84K - Claire North

Claire North scares me. She has a way of showing the world we are living in – or not far off living in – in a way that is truly terrifying. It’s no surprise then that she can write a book that, as the title suggests, is effectively a rewrite of George Orwell’s 1984 for the sometimes even more horrifying reality of the post-1984 age. It’s no surprise either that 84K turns out to an unnervingly realistic and timely account of a world where everything has a price, and anything or anyone whose price is deemed as being minimally contributory …well, what’s the point of them?

Coming from a small town, a town wholly dependent on the sponsorship of BudgetFoods, the man called Theo Miller – it’s not his real name, but what it stands for is important – has managed to escape from the kind of life that his background and upbringing have marked out for him, working as a patty or a drone in a factory. His father’s criminal connections get him into Oxford where the prospects are considerably different, and Theo – having struck up a friendship there with the real Theo Miller and adopted his identity – has acquired the necessary connections to be employed in the Criminal Audit Office of the Ministry for Social Responsibility. As an auditor, an experienced and diligent professional, it’s Theo job to evaluate an individual’s value to society. Strictly in terms of hard cash.

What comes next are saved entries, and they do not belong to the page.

//! Property-based tests for the Vector Store Facade (spec §8 universal
//! invariants), in the style of the teacher's `property_tests.rs` files:
//! strategies generate arbitrary inputs, the test asserts an invariant
//! that must hold for every one of them.

use chrono::Utc;
use proptest::prelude::*;
use ragforge_core::{Chunk, RagError};
use ragforge_store::{InMemoryBackend, VectorStoreFacade};
use std::sync::Arc;

fn chunk(id: &str, document_id: &str, tenant_id: &str, chunk_index: u32, dense_vector: Vec<f32>) -> Chunk {
    let now = Utc::now();
    Chunk {
        id: id.to_string(),
        document_id: document_id.to_string(),
        tenant_id: tenant_id.to_string(),
        chunk_index,
        text: "text".to_string(),
        char_count: 4,
        token_count: 1,
        dense_vector,
        keywords: String::new(),
        topics: String::new(),
        questions: String::new(),
        summary: String::new(),
        created_at: now,
        updated_at: now,
    }
}

fn facade() -> VectorStoreFacade {
    VectorStoreFacade::new(Arc::new(InMemoryBackend::new()))
}

fn runtime() -> tokio::runtime::Runtime {
    tokio::runtime::Runtime::new().unwrap()
}

proptest! {
    /// Auto-dim (§4.1, §8): whatever length the first inserted chunk's
    /// vector has becomes the collection's frozen dimension, and every
    /// later insert whose vectors disagree with it fails without
    /// changing the stored chunk count.
    #[test]
    fn auto_dim_freezes_to_first_insert_length(
        first_dim in 1usize..16,
        second_dim in 1usize..16,
    ) {
        let rt = runtime();
        rt.block_on(async {
            let facade = facade();
            facade
                .insert("c", &[chunk("a", "doc_a", "default", 0, vec![1.0; first_dim])], true)
                .await
                .unwrap();

            let result = facade
                .insert("c", &[chunk("b", "doc_b", "default", 0, vec![1.0; second_dim])], true)
                .await;

            if second_dim == first_dim {
                prop_assert!(result.is_ok());
            } else {
                let err = result.unwrap_err();
                prop_assert!(matches!(
                    err,
                    RagError::DimensionMismatch { expected, actual, .. }
                        if expected == first_dim && actual == second_dim
                ));
            }

            let stats = facade.describe_collection("c").await.unwrap();
            let expected_count = if second_dim == first_dim { 2 } else { 1 };
            prop_assert_eq!(stats.chunk_count, expected_count);
            Ok(())
        })?;
    }

    /// Tenant isolation (§4.1, §8): searching with a tenant filter never
    /// surfaces a chunk belonging to a different tenant, for any pair of
    /// distinct tenant ids.
    #[test]
    fn tenant_filtered_search_never_crosses_tenants(
        tenant_a in "[a-z]{3,10}",
        tenant_b in "[a-z]{3,10}",
    ) {
        prop_assume!(tenant_a != tenant_b);
        let rt = runtime();
        rt.block_on(async {
            let facade = facade();
            facade
                .insert(
                    "c",
                    &[
                        chunk("a", "doc_a", &tenant_a, 0, vec![1.0, 0.0]),
                        chunk("b", "doc_b", &tenant_b, 0, vec![1.0, 0.0]),
                    ],
                    true,
                )
                .await
                .unwrap();

            let hits = facade.search("c", &[1.0, 0.0], 10, Some(&tenant_a)).await.unwrap();
            prop_assert!(hits.iter().all(|h| h.chunk.tenant_id == tenant_a));
            Ok(())
        })?;
    }

    /// Deleting a document leaves no chunk of it behind, for any number
    /// of chunks that document was split into (§3 invariant 5, §8).
    #[test]
    fn delete_document_leaves_no_orphans(chunk_count in 1usize..8) {
        let rt = runtime();
        rt.block_on(async {
            let facade = facade();
            let chunks: Vec<Chunk> = (0..chunk_count as u32)
                .map(|i| chunk(&format!("doc_chunk_{i}"), "doc", "default", i, vec![1.0, 0.0]))
                .collect();
            facade.insert("c", &chunks, true).await.unwrap();

            facade.delete_by_document("c", "doc", None).await.unwrap();

            let hits = facade.search("c", &[1.0, 0.0], (chunk_count + 1) as usize, None).await.unwrap();
            prop_assert!(hits.iter().all(|h| h.chunk.document_id != "doc"));
            Ok(())
        })?;
    }
}
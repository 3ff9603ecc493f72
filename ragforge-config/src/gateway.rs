//! LLM Gateway configuration (§4.2, §5).

use serde::{Deserialize, Serialize};
use std::collections::HashMap;

#[derive(Debug, Clone, Serialize, Deserialize)]
#[serde(default)]
pub struct ProviderConfig {
    /// Environment variable holding the provider's API key. The gateway is
    /// the only component that ever reads it.
    pub api_key_env: String,
    pub base_url: String,
    /// Keep-alive connections per provider pool.
    pub pool_keepalive: usize,
    /// Total connections per provider pool.
    pub pool_max_total: usize,
    pub request_timeout_ms: u64,
}

impl Default for ProviderConfig {
    fn default() -> Self {
        Self {
            api_key_env: String::new(),
            base_url: String::new(),
            pool_keepalive: 200,
            pool_max_total: 1000,
            request_timeout_ms: 30_000,
        }
    }
}

#[derive(Debug, Clone, Serialize, Deserialize)]
#[serde(default)]
pub struct GatewayConfig {
    /// Global semaphore cap on outbound provider calls.
    pub max_concurrent_calls: usize,
    /// Response cache TTL in seconds.
    pub cache_ttl_secs: u64,
    /// Response cache capacity (entries).
    pub cache_capacity: usize,
    /// Number of lock shards backing the cache (≥8, per §5 locking discipline).
    pub cache_shards: usize,
    /// Retry backoff steps in milliseconds for `UpstreamTimeout`/`RateLimited`.
    pub retry_backoff_ms: Vec<u64>,
    /// Per-provider-family settings, keyed by provider name.
    pub providers: HashMap<String, ProviderConfig>,
}

impl Default for GatewayConfig {
    fn default() -> Self {
        let mut providers = HashMap::new();
        providers.insert(
            "jina".to_string(),
            ProviderConfig {
                api_key_env: "JINA_API_KEY".to_string(),
                base_url: "https://api.jina.ai/v1".to_string(),
                ..ProviderConfig::default()
            },
        );
        providers.insert(
            "nebius".to_string(),
            ProviderConfig {
                api_key_env: "NEBIUS_API_KEY".to_string(),
                base_url: "https://api.studio.nebius.ai/v1".to_string(),
                ..ProviderConfig::default()
            },
        );
        providers.insert(
            "sambanova".to_string(),
            ProviderConfig {
                api_key_env: "SAMBANOVA_API_KEY".to_string(),
                base_url: "https://api.sambanova.ai/v1".to_string(),
                ..ProviderConfig::default()
            },
        );
        providers.insert(
            "bge".to_string(),
            ProviderConfig {
                api_key_env: "BGE_API_KEY".to_string(),
                base_url: "http://localhost:8008".to_string(),
                ..ProviderConfig::default()
            },
        );

        Self {
            max_concurrent_calls: 50,
            cache_ttl_secs: 2 * 60 * 60,
            cache_capacity: 10_000,
            cache_shards: 16,
            retry_backoff_ms: vec![250, 750],
            providers,
        }
    }
}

One file that comes across his desk is that of Dani Cumali, a girl he once knew in his former life, a young woman without similar support and connections whose prospects and life took an entirely different course. Dani has been murdered, the hired killer handing themselves in and paying the necessary indemnity to cover the costs – which is all that matters really, and what is the value put on Dani Cumali’s life? £84,000.

Crime pays if you can afford it, but why would anyone go to the trouble of killing a faceless drone worker working the patty line? And why had Dani been trying to make contact with Theo in the weeks leading up to her murder? Having looked into her case – not without a certain measure of personal interest – and having even been present at her living quarters in the moments just following her execution, Theo discovers that Dani may have come into possession of some very incriminating evidence that could not only threaten to bring down the government, it could even bring down the Company that really controls it.

Perhaps the most sinister aspect of 84K is indeed this account of how business, in the form of the Company, comes to be the power that effectively governs. In Dani and Theo’s childhood, businesses don’t just sponsor football teams but own them and the towns that they come from as well. Welfare and education in their home town is sponsored by BudgetFoods company – one off-shoot of a larger conglomerate that eventually comes to dominate. “Both Dani and Theo wanted to do art, but it wasn’t a sponsored subject, so they did graphics for marketing instead”, we are told, and that just about sums up how corporate interests come to dominate and change the direction of life. ID checks and surveillance contribute to the gradual erosion of civil liberties and human rights and before you know it anything seen as acting against corporate interests – even the government – carries costs and forced labour.

Vagrants could be Tasered on sight in this part of the city – they caused emotional distress and emotional distress was basically assault”. If we didn’t have the recent examples of Carillion, TTIP and Windsor Borough Council you’d think all this is a little far-fetched, but as it is, it seems like a logical progression of where we are heading, or may even not be so far off as it is now. The question that Claire North explores in 84K of course is how far into corruption, cover-ups and even actual murder of citizens would a government go to maintain this kind of power, and how far does it have to go before citizens speak up and fight against it?

Theo Miller has uncovered evidence of some quite serious abuses dreamed up by the unholy alliance of government and big business, but it’s the personal associations and connections that drive him to take action in 84K. Even then, it’s mostly stuff that everyone already knows is going on, even if they don’t admit it, but who can you take evidence to anyway when the authorities and media are in cahoots? Who wants to bring down the whole system that keeps them in jobs?

This is the nightmarish situation that Claire North describes so well, but 84K itself sometimes struggles to find a way out of the mire it creates. Passages of the writing slip into fragmented sentences of unfinished or unutterable thoughts – a variation on the overheard conversations that enriched the world of her previous novel The End of the Day – this time the technique is used to curtail rather than expand a worldview. The real-world basis of the idea and the execution is terrifying and effective, but the scope of the book and Theo’s ambitions do nonetheless seem limited, and 84K never really extends beyond the vision of Orwell’s 1984. We never find out what Theo Miller’s real name is, but I suspect it could be Winston Smith.

84K by Claire North is published by Orbit on 24th May 2018.